The relationship between antioxidant enzymes and bladder cancer.


Carcinogenesis proceeds through at least three distinct stages – initiation, promotion and progression. Free radicals play an important role in the multistep complex course of carcinogenesis. Urinary bladder has been recognized as a target organ for many carcinogens, including benzidine, beta-napthylamine, 2 napthylamine, 4-aminobiphenyl. Antioxidants have been shown to inhibit both initiation and promotion in carcinogenesis. The aim of presented study was to determine and compare the oxidant and antioxidant status in different clinical stages of bladder cancer and of control groups. Study was conducted in fifty-two (n=52) patients with transitional cell epithelial cancer of bladder and in twenty-four (n=24) healthy adults as plasma and erythrocyte controls. Malondialdehyde levels (4.636+/-1.118, 2.853+/-0.576 / 262.112+/-61.772, 203.788+/-35.340) were significantly higher and erythrocyte glutathione levels (6.272+/-1.708, 7.523+/-1.346) were significantly lower in bladder cancer patients group than in control group.
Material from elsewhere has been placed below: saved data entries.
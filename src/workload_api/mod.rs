//! SPIFFE Workload API access.

mod client;
mod error;

pub use client::{BundleStream, WorkloadApiClient};
pub use error::{ProtocolError, WorkloadApiError};

use crate::transport::Endpoint;

#[allow(
    clippy::all,
    clippy::pedantic,
    dead_code,
    missing_docs,
    missing_debug_implementations,
    unreachable_pub
)]
pub(crate) mod pb {
    tonic::include_proto!("_");
}

/// Environment variable holding the Workload API address.
pub const ENDPOINT_SOCKET_ENV: &str = "SPIFFE_ENDPOINT_SOCKET";

/// Reads and parses `SPIFFE_ENDPOINT_SOCKET`.
///
/// # Errors
///
/// Returns [`WorkloadApiError::MissingEndpointSocket`] if the variable is
/// unset, or [`WorkloadApiError::Endpoint`] if it does not parse.
pub fn endpoint_from_env() -> Result<Endpoint, WorkloadApiError> {
    let raw = std::env::var(ENDPOINT_SOCKET_ENV)
        .map_err(|_| WorkloadApiError::MissingEndpointSocket)?;
    Ok(Endpoint::parse(&raw)?)
}
//! Signed identity documents: JWT-SVIDs and X.509-SVIDs.

pub mod jwt;
pub mod x509;

use time::OffsetDateTime;

use crate::bundle::Bundle;
use crate::spiffe_id::SpiffeId;
use crate::validator::SignatureError;

/// What the validator needs to know about a signed identity document.
pub trait Document {
    /// The kind of bundle whose keys sign this document.
    type Bundle: Bundle;

    /// The identity the document asserts.
    fn spiffe_id(&self) -> &SpiffeId;

    /// The instant after which the document must be rejected.
    fn expiry(&self) -> OffsetDateTime;

    /// Audience entries as issued. Empty for documents without an audience.
    fn audience(&self) -> &[String];

    /// Checks the document's signature against the keys of `bundle`.
    ///
    /// # Errors
    ///
    /// Returns a [`SignatureError`] if no key in `bundle` verifies the
    /// document.
    fn verify_signature(&self, bundle: &Self::Bundle) -> Result<(), SignatureError>;
}
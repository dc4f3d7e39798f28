use tonic::Code;

use crate::bundle::jwt::JwtBundleError;
use crate::bundle::x509::X509BundleError;
use crate::spiffe_id::{SpiffeId, SpiffeIdError};
use crate::svid::jwt::JwtSvidError;
use crate::svid::x509::X509SvidError;
use crate::transport::{EndpointError, TransportError};

/// Errors returned by [`WorkloadApiClient`](crate::workload_api::WorkloadApiClient).
#[derive(Debug, thiserror::Error)]
#[non_exhaustive]
pub enum WorkloadApiError {
    /// `SPIFFE_ENDPOINT_SOCKET` is not set.
    #[error("missing SPIFFE endpoint socket path (SPIFFE_ENDPOINT_SOCKET)")]
    MissingEndpointSocket,

    /// The configured endpoint does not parse.
    #[error("invalid workload api endpoint: {0}")]
    Endpoint(#[from] EndpointError),

    /// The provider could not be reached, or failed the call.
    #[error("workload api unavailable: {0}")]
    Unavailable(#[from] TransportError),

    /// The provider answered with something that does not decode.
    #[error("malformed workload api response: {0}")]
    Protocol(#[from] ProtocolError),

    /// The provider rejected the request for lacking the security header.
    #[error("security context rejected: {0}")]
    SecurityContext(String),

    /// The request was rejected before or by the provider as malformed.
    #[error("invalid argument: {0}")]
    InvalidArgument(String),

    /// The workload is not entitled to any identity.
    #[error("no identity issued")]
    NoIdentityIssued,

    /// The provider refused the call.
    #[error("permission denied: {0}")]
    PermissionDenied(String),

    /// The provider closed an update stream.
    #[error("workload api stream ended")]
    StreamEnded,

    /// The client was closed.
    #[error("workload api client is closed")]
    Closed,
}

/// A Workload API response that cannot be turned into identity material.
#[derive(Debug, thiserror::Error)]
#[non_exhaustive]
pub enum ProtocolError {
    /// No message, or a message without SVIDs.
    #[error("empty Workload API response")]
    EmptyResponse,

    /// The response holds no SVID for the requested identity.
    #[error("no SVID for {0} in response")]
    SvidNotFound(SpiffeId),

    /// A trust domain or SPIFFE ID in the response does not parse.
    #[error("failed to parse SPIFFE ID: {0}")]
    SpiffeId(#[from] SpiffeIdError),

    /// A JWT bundle in the response does not decode.
    #[error("failed to parse JWT bundle: {0}")]
    JwtBundle(#[from] JwtBundleError),

    /// A JWT-SVID in the response does not parse.
    #[error("failed to parse JWT-SVID: {0}")]
    JwtSvid(#[from] JwtSvidError),

    /// An X.509 bundle in the response does not decode.
    #[error("failed to parse X.509 bundle: {0}")]
    X509Bundle(#[from] X509BundleError),

    /// An X.509-SVID in the response does not parse.
    #[error("failed to parse X.509 SVID: {0}")]
    X509Svid(#[from] X509SvidError),
}

macro_rules! protocol_errors {
    ($($source:ty),* $(,)?) => {
        $(
            impl From<$source> for WorkloadApiError {
                fn from(err: $source) -> Self {
                    Self::Protocol(err.into())
                }
            }
        )*
    };
}

protocol_errors!(
    SpiffeIdError,
    JwtBundleError,
    JwtSvidError,
    X509BundleError,
    X509SvidError,
);

impl From<tonic::Status> for WorkloadApiError {
    fn from(status: tonic::Status) -> Self {
        let message = status.message();
        match status.code() {
            Code::PermissionDenied if message.contains("no identity issued") => {
                Self::NoIdentityIssued
            }
            Code::PermissionDenied => Self::PermissionDenied(message.to_owned()),
            Code::InvalidArgument if message.contains("security header") => {
                Self::SecurityContext(message.to_owned())
            }
            Code::InvalidArgument => Self::InvalidArgument(message.to_owned()),
            _ => Self::Unavailable(TransportError::Status(status)),
        }
    }
}

impl From<tonic::transport::Error> for WorkloadApiError {
    fn from(err: tonic::transport::Error) -> Self {
        Self::Unavailable(TransportError::Tonic(err))
    }
}
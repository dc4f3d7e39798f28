//! DER certificate and PKCS#8 key wrappers shared by X.509 bundles and SVIDs.
//!
//! Both types are validated when constructed, so holders never see bytes that
//! fail to parse.

mod error;

pub use error::{CertificateError, PrivateKeyError};

use std::fmt;

use pkcs8::PrivateKeyInfo;
use time::OffsetDateTime;
use x509_parser::certificate::X509Certificate;
use x509_parser::error::X509Error;
use x509_parser::extensions::GeneralName;
use zeroize::Zeroize;

use crate::spiffe_id::SpiffeId;

const MAX_URI_SAN_ENTRIES: usize = 32;
const MAX_URI_LENGTH: usize = 2048;
pub(crate) const MAX_CHAIN_LENGTH: usize = 16;

/// One DER-encoded X.509 certificate.
#[derive(Debug, Clone, Eq, PartialEq)]
pub struct Certificate(Vec<u8>);

impl Certificate {
    /// The DER bytes.
    pub fn as_bytes(&self) -> &[u8] {
        &self.0
    }

    pub(crate) fn parsed(&self) -> Result<X509Certificate<'_>, CertificateError> {
        parse_x509(&self.0)
    }

    /// The SPIFFE ID carried in the certificate's single SPIFFE URI SAN.
    ///
    /// # Errors
    ///
    /// Fails if the certificate carries no SPIFFE URI SAN, more than one,
    /// or one that does not parse.
    pub fn spiffe_id(&self) -> Result<SpiffeId, CertificateError> {
        single_spiffe_id(&self.parsed()?)
    }

    /// The end of the validity window (`notAfter`).
    ///
    /// # Errors
    ///
    /// Fails if the certificate no longer parses.
    pub fn not_after(&self) -> Result<OffsetDateTime, CertificateError> {
        Ok(self.parsed()?.validity().not_after.to_datetime())
    }

    /// Whether `issuer`'s public key verifies this certificate's signature.
    pub(crate) fn is_signed_by(&self, issuer: &Certificate) -> Result<bool, CertificateError> {
        let subject = self.parsed()?;
        let issuer = issuer.parsed()?;
        Ok(subject.verify_signature(Some(issuer.public_key())).is_ok())
    }
}

impl AsRef<[u8]> for Certificate {
    fn as_ref(&self) -> &[u8] {
        &self.0
    }
}

impl TryFrom<&[u8]> for Certificate {
    type Error = CertificateError;

    fn try_from(der: &[u8]) -> Result<Self, Self::Error> {
        Self::try_from(der.to_vec())
    }
}

impl TryFrom<Vec<u8>> for Certificate {
    type Error = CertificateError;

    fn try_from(der: Vec<u8>) -> Result<Self, Self::Error> {
        parse_x509(&der)?;
        Ok(Self(der))
    }
}

/// A PKCS#8 DER private key. Zeroized on drop and never printed.
#[derive(Clone, Eq, PartialEq, Zeroize)]
#[zeroize(drop)]
pub struct PrivateKey(Vec<u8>);

impl PrivateKey {
    /// The DER bytes.
    pub fn as_bytes(&self) -> &[u8] {
        &self.0
    }
}

impl TryFrom<&[u8]> for PrivateKey {
    type Error = PrivateKeyError;

    fn try_from(der: &[u8]) -> Result<Self, Self::Error> {
        PrivateKeyInfo::try_from(der).map_err(PrivateKeyError::DecodePkcs8)?;
        Ok(Self(der.to_vec()))
    }
}

impl fmt::Debug for PrivateKey {
    fn fmt(&self, f: &mut fmt::Formatter<'_>) -> fmt::Result {
        f.debug_struct("PrivateKey")
            .field("len", &self.0.len())
            .finish()
    }
}

pub(crate) fn parse_x509(der: &[u8]) -> Result<X509Certificate<'_>, CertificateError> {
    use x509_parser::nom::Err;

    match x509_parser::parse_x509_certificate(der) {
        Ok((_, cert)) => Ok(cert),
        Err(Err::Incomplete(_)) => Err(X509Error::InvalidCertificate.into()),
        Err(Err::Error(e) | Err::Failure(e)) => Err(e.into()),
    }
}

/// Splits concatenated DER certificates.
///
/// `max` bounds chains; bundles pass `None` and rely on resource limits.
pub(crate) fn split_der_certificates(
    mut der: &[u8],
    max: Option<usize>,
) -> Result<Vec<Certificate>, CertificateError> {
    use x509_parser::nom::Err;

    let mut certs = Vec::new();
    while !der.is_empty() {
        if let Some(max) = max {
            if certs.len() >= max {
                return Err(CertificateError::TooManyCertificates { max });
            }
        }
        let rest = match x509_parser::parse_x509_certificate(der) {
            Ok((rest, _)) => rest,
            Err(Err::Incomplete(_)) => return Err(X509Error::InvalidCertificate.into()),
            Err(Err::Error(e) | Err::Failure(e)) => return Err(e.into()),
        };
        let (one, _) = der.split_at(der.len() - rest.len());
        certs.push(Certificate(one.to_vec()));
        der = rest;
    }
    Ok(certs)
}

pub(crate) fn single_spiffe_id(cert: &X509Certificate<'_>) -> Result<SpiffeId, CertificateError> {
    let Some(san) = cert.subject_alternative_name()? else {
        return Err(CertificateError::MissingSpiffeId);
    };

    let mut uris = 0usize;
    let mut found = None;
    for name in &san.value.general_names {
        let GeneralName::URI(uri) = name else {
            continue;
        };
        uris += 1;
        if uris > MAX_URI_SAN_ENTRIES {
            return Err(CertificateError::TooManyUriSanEntries {
                max: MAX_URI_SAN_ENTRIES,
            });
        }
        if uri.len() > MAX_URI_LENGTH || !uri.starts_with("spiffe://") {
            continue;
        }
        if found.replace(SpiffeId::new(uri)?).is_some() {
            return Err(CertificateError::MultipleSpiffeIds);
        }
    }
    found.ok_or(CertificateError::MissingSpiffeId)
}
Erythrocyte glutathione reductase and glutathione peroxidase (3.935+/-1.155, 5.481+/-1.626 / 8.729+/-1.614, 12.362+/-1.707) activities were significantly lower in cancer patients. In the other hand, glutathione S-transferase activities (3.100+/-1.177, 1.071+/-0.471) were found significantly increases. We suggest that the values of glutathione S-transferase enzyme activity can be used for a tumor detection approach and even as an indicator of the biological behavior of the bladder carcinoma.